A few weeks back, I reported on the developer outrage that was provoked by Yahoo!’s sudden and unexpected shutdown of a service that, for well-more than a decade, was being consumed as an API by an untold number of apps. All of those applications broke. Never ones to be shy, developers voiced their displeasure.
But the service in question was not an official API. It was a feature of Yahoo! Finance — an everyday HTML button -- that was not intended for developers to consume in their applications. It was really intended for ordinary Web users who might want to download a CSV file containing stock data for subsequent import and analysis with their spreadsheets. But, in a move that was tantamount to screen-scraping, developers jumped on it like it was an API when they discovered more than a decade ago that Yahoo! wasn’t requiring identification or authentication of any sort to use the service.
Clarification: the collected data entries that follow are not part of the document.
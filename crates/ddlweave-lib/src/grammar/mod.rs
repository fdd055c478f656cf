//! Declarative grammar language.
//!
//! A grammar is a single S-expression tree. Each form names a node kind, an optional
//! node name and the forms that may follow it:
//!
//! ```text
//! (IDLE root
//!   ("CREATE" create
//!     ("TABLE" do-create-table (IDENTIFIER table-name ...))))
//! ```
//!
//! Names matter: two forms with the same name become one graph node, which is how
//! the tree expresses loops and shared tails. See [`crate::graph::build`].

mod compile;
mod error;
mod mold;
mod token;


pub use compile::compile;
pub use error::GrammarCompileError;
pub use mold::{GrammarVertexMold, MoldKind};
pub use token::GrammarToken;
//! ddlweave: grammar-driven reconstruction of schema objects from DDL text.
//!
//! A dialect is a grammar script compiled into a matcher graph, a vertex factory
//! that decides what the grammar's literals mean, and a set of typed hooks that
//! build [`Clause`](ddlweave_core::Clause)s while the graph is walked.
//!
//! # Example
//!
//! ```
//! let clauses = ddlweave_lib::sqlite::parse(
//!     "CREATE TABLE [Person]([Id] integer NOT NULL PRIMARY KEY, [Name] text)",
//! )
//! .unwrap();
//!
//! let person = clauses[0].as_table().unwrap();
//! assert_eq!(person.primary_key.as_ref().unwrap().columns, ["Id"]);
//! ```

#![cfg_attr(coverage_nightly, feature(coverage_attribute))]

pub mod diagnostics;
pub mod engine;
pub mod explorer;
pub mod grammar;
pub mod graph;
pub mod lexer;
pub mod script;
pub mod split;
pub mod sqlite;

pub use diagnostics::ErrorPrinter;
pub use engine::{DdlParser, FuelLimits, ParsingResult};
pub use explorer::{Catalog, MemoryCatalog, SchemaExplorer};
pub use script::ScriptBuilder;
pub use split::{split_statement_ranges, split_statements};

use engine::{AccumulatorError, ActionWiringError, HookError, SyntaxError};
use grammar::GrammarCompileError;
use graph::GraphConstructionError;
use lexer::{LexError, Span};
use script::ScriptError;

/// Everything that can go wrong between grammar text and finished clauses.
#[derive(Debug, Clone, PartialEq, Eq, thiserror::Error)]
pub enum Error {
    #[error(transparent)]
    Lex(#[from] LexError),

    #[error(transparent)]
    Grammar(#[from] GrammarCompileError),

    #[error(transparent)]
    Graph(#[from] GraphConstructionError),

    #[error(transparent)]
    Wiring(#[from] ActionWiringError),

    #[error(transparent)]
    Syntax(#[from] SyntaxError),

    #[error(transparent)]
    Accumulator(#[from] AccumulatorError),

    /// More than one edge accepted the same token.
    #[error("ambiguous transition on {found}: {}", nodes.join(", "))]
    AmbiguousTransition {
        found: String,
        nodes: Vec<String>,
        span: Option<Span>,
    },

    /// Too many transitions for one statement.
    #[error("execution limit of {0} steps exceeded")]
    ExecFuelExhausted(u32),

    #[error(transparent)]
    Script(#[from] ScriptError),
}

impl From<HookError> for Error {
    fn from(err: HookError) -> Self {
        match err {
            HookError::Accumulator(err) => Error::Accumulator(err),
            HookError::Rejected(err) => Error::Syntax(err),
        }
    }
}

impl Error {
    /// Whether the failure belongs to the statement rather than to the dialect.
    /// Callers going through many statements may log these and move on.
    pub fn is_statement_error(&self) -> bool {
        matches!(self, Error::Lex(_) | Error::Syntax(_))
    }

    /// Where in the statement text the error points, if anywhere.
    pub fn span(&self) -> Option<Span> {
        match self {
            Error::Lex(err) => Some(err.span()),
            Error::Syntax(err) => err.span(),
            Error::AmbiguousTransition { span, .. } => *span,
            _ => None,
        }
    }
}

pub type Result<T> = std::result::Result<T, Error>;
//! Shared argument builders for CLI commands.
//!
//! Each function returns a `clap::Arg` so the same definition can be composed into
//! several commands.

use std::path::PathBuf;

use clap::{Arg, ArgAction, value_parser};

/// DDL script file (positional, `-` for stdin).
pub fn input_path_arg() -> Arg {
    Arg::new("input_path")
        .value_name("FILE")
        .value_parser(value_parser!(PathBuf))
        .conflicts_with("sql_text")
        .help("DDL script file, or - for stdin")
}

/// Inline DDL text (-s/--sql).
pub fn sql_text_arg() -> Arg {
    Arg::new("sql_text")
        .short('s')
        .long("sql")
        .value_name("SQL")
        .help("Inline DDL text")
}

/// Color output control (--color). Global.
pub fn color_arg() -> Arg {
    Arg::new("color")
        .long("color")
        .value_name("WHEN")
        .default_value("auto")
        .value_parser(["auto", "always", "never"])
        .global(true)
        .help("Colorize diagnostics")
}

/// Log verbosity (-v, -vv). Global.
pub fn verbose_arg() -> Arg {
    Arg::new("verbose")
        .short('v')
        .long("verbose")
        .action(ArgAction::Count)
        .global(true)
        .help("Verbosity level (-v for debug logs, -vv for trace logs)")
}

/// Output compact JSON (--compact).
pub fn compact_arg() -> Arg {
    Arg::new("compact")
        .long("compact")
        .action(ArgAction::SetTrue)
        .help("Output compact JSON instead of pretty-printed")
}

/// Leave out key constraints (--no-constraints).
pub fn no_constraints_arg() -> Arg {
    Arg::new("no_constraints")
        .long("no-constraints")
        .action(ArgAction::SetTrue)
        .help("Emit columns only, without primary and foreign keys")
}

/// Include nodes the root cannot reach (--all).
pub fn all_nodes_arg() -> Arg {
    Arg::new("all")
        .long("all")
        .action(ArgAction::SetTrue)
        .help("Include nodes unreachable from the root")
}

/// Hide hook bindings (--no-hooks).
pub fn no_hooks_arg() -> Arg {
    Arg::new("no_hooks")
        .long("no-hooks")
        .action(ArgAction::SetTrue)
        .help("Hide semantic hook bindings")
}
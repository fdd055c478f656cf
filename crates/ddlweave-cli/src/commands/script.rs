use ddlweave_core::Clause;
use ddlweave_lib::{Error, ScriptBuilder};

use super::input::{Input, InputArgs};
use super::parse::parse_script;
use super::report::{Failure, dialect, exit_with};

pub struct ScriptArgs {
    pub input: InputArgs,
    pub include_constraints: bool,
    pub color: bool,
}

pub fn run(args: ScriptArgs) {
    let input = Input::load(&args.input).unwrap_or_else(|err| exit_with(err));
    let parser = dialect(args.color);

    let clauses =
        parse_script(parser, &input).unwrap_or_else(|failure| failure.exit(&input, args.color));
    match render_script(&clauses, &ScriptBuilder::sqlite(), args.include_constraints) {
        Ok(script) => println!("{script}"),
        Err(err) => Failure::new(err).exit(&input, args.color),
    }
}

/// One `;`-terminated statement per clause, separated by blank lines.
pub fn render_script(
    clauses: &[Clause],
    builder: &ScriptBuilder,
    include_constraints: bool,
) -> Result<String, Error> {
    let mut statements = Vec::with_capacity(clauses.len());
    for clause in clauses {
        let sql = match clause {
            Clause::Table(table) => builder.build_create_table(table, include_constraints)?,
            Clause::Index(index) => builder.build_create_index(index)?,
        };
        statements.push(format!("{sql};"));
    }
    Ok(statements.join("\n\n"))
}
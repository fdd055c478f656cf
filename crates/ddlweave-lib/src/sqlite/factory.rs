use crate::grammar::GrammarVertexMold;
use crate::graph::{GraphConstructionError, NodeKind, VertexFactory};
use crate::lexer::LexerConfig;

/// Maps grammar literals to SQLite matchers: structural punctuation and bare
/// keywords. Anything else in a literal position is a grammar defect.
#[derive(Debug, Clone)]
pub struct SqliteVertexFactory {
    punctuation: Vec<char>,
}

impl Default for SqliteVertexFactory {
    fn default() -> Self {
        Self::new()
    }
}

impl SqliteVertexFactory {
    pub fn new() -> Self {
        Self {
            punctuation: LexerConfig::sqlite().get_punctuation().to_vec(),
        }
    }
}

impl VertexFactory for SqliteVertexFactory {
    fn create_literal(
        &self,
        text: &str,
        mold: &GrammarVertexMold,
    ) -> Result<NodeKind, GraphConstructionError> {
        let mut chars = text.chars();
        let first = chars.next();
        if let Some(c) = first
            && chars.as_str().is_empty()
            && self.punctuation.contains(&c)
        {
            return Ok(NodeKind::ExactPunctuation(c));
        }

        let is_word = first.is_some_and(|c| c.is_ascii_alphabetic())
            && text.chars().all(|c| c.is_ascii_alphanumeric() || c == '_');
        if is_word {
            return Ok(NodeKind::ExactWord(text.to_string()));
        }

        Err(GraphConstructionError::UnknownVertexKind {
            kind: format!("{text:?}"),
            span: mold.span.clone(),
        })
    }
}
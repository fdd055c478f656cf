//! SQLite dialect: bundled grammar, vertex factory and semantic actions.
//!
//! The parser is built once per process on first use:
//!
//! ```
//! let clauses = ddlweave_lib::sqlite::parse("CREATE TABLE t(id integer)").unwrap();
//! assert_eq!(clauses[0].as_table().unwrap().name, "t");
//! ```

mod factory;
mod hooks;
mod semantics;


use std::sync::OnceLock;

use ddlweave_core::Clause;

pub use factory::SqliteVertexFactory;
pub use hooks::SqliteHook;
pub use semantics::SqliteSemantics;

use crate::Error;
use crate::engine::DdlParser;
use crate::lexer::Lexer;

/// Grammar source for `CREATE TABLE` and `CREATE INDEX`.
pub const GRAMMAR: &str = include_str!("grammar.lisp");

pub type SqliteParser = DdlParser<SqliteSemantics>;

static PARSER: OnceLock<Result<SqliteParser, Error>> = OnceLock::new();

/// Shared SQLite parser. A construction failure is kept and returned on every call.
pub fn parser() -> Result<&'static SqliteParser, Error> {
    PARSER.get_or_init(build_parser).as_ref().map_err(Clone::clone)
}

/// Build a fresh SQLite parser, independent of the shared one.
pub fn build_parser() -> Result<SqliteParser, Error> {
    let parser = DdlParser::from_grammar(
        GRAMMAR,
        &SqliteVertexFactory::new(),
        Lexer::sqlite(),
        SqliteSemantics,
    )?;
    tracing::debug!(
        nodes = parser.graph().len(),
        reserved = parser.reserved_words().len(),
        "sqlite parser built"
    );
    Ok(parser)
}

/// Parse one SQLite DDL statement.
pub fn parse(sql: &str) -> Result<Vec<Clause>, Error> {
    parser()?.parse(sql)
}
Without identifying themselves, developers could emulate a click of that button once per day, or once per second. It was the equivalent of a free, near real-time stock quote API; an incredibly valuable service to a great many applications and users. Especially since there are a great many API providers out there charging hard cash for the exact same thing. I’m guessing that Yahoo!’s new owners (Verizon) spotted a giant resource pig in their log files, traced it to a bunch of machines “clicking” the button with absolute wreckless abandon, and thought “WTF!?”
Off went the service. Even the button intended for ordinary Web users broke.
Whether the “APIs” are official or not, there are hundreds if not thousands of APIs out there that, like that download button, are wide open. In other words, no form of authentication or identity is required to use them. For some API providers, the thinking is that API adoption is inversely proportional to any friction in access. But as I pointed out in my second article, if developers can access an API or service without identifying themselves, the service provider has no sure-fire way of contacting those developers to warn them of something like an upcoming service disruption.
Even if Yahoo! wanted to contact the developers whose apps were consuming the CSV download, it had no way of doing so (whether it really wanted to make contact with them — I certainly would have if I was involved — is another question altogether).
The situation got me to wondering whether it was time for Web APIs — and all Web traffic in general — to be capable of bearing warnings along with normal payloads. Or, what I think of as an in-band warning. Sort of like when a bill arrives in the mail with a special indicator on it that the previous month's payment is overdue.
In researching the options, I came across a possibility on Stack Overflow that I also wrote about. The bad news is that I misunderstood the implementation details and so what I wrote — that the approach relies on extending the HTTP status code that comes with every Web response — was technically inaccurate. The good news is that even with the correct technical details, the idea of doing in-band notifications not only remains unchanged, it can apply no matter what the HTTP status code is. In other words, an in-band service warning can essentially be appended to an HTTP response of any type and status.
So, in this article, I will not only offer the correct technical details, I will also offer a tutorial that anyone can try in order to see it in action for themselves.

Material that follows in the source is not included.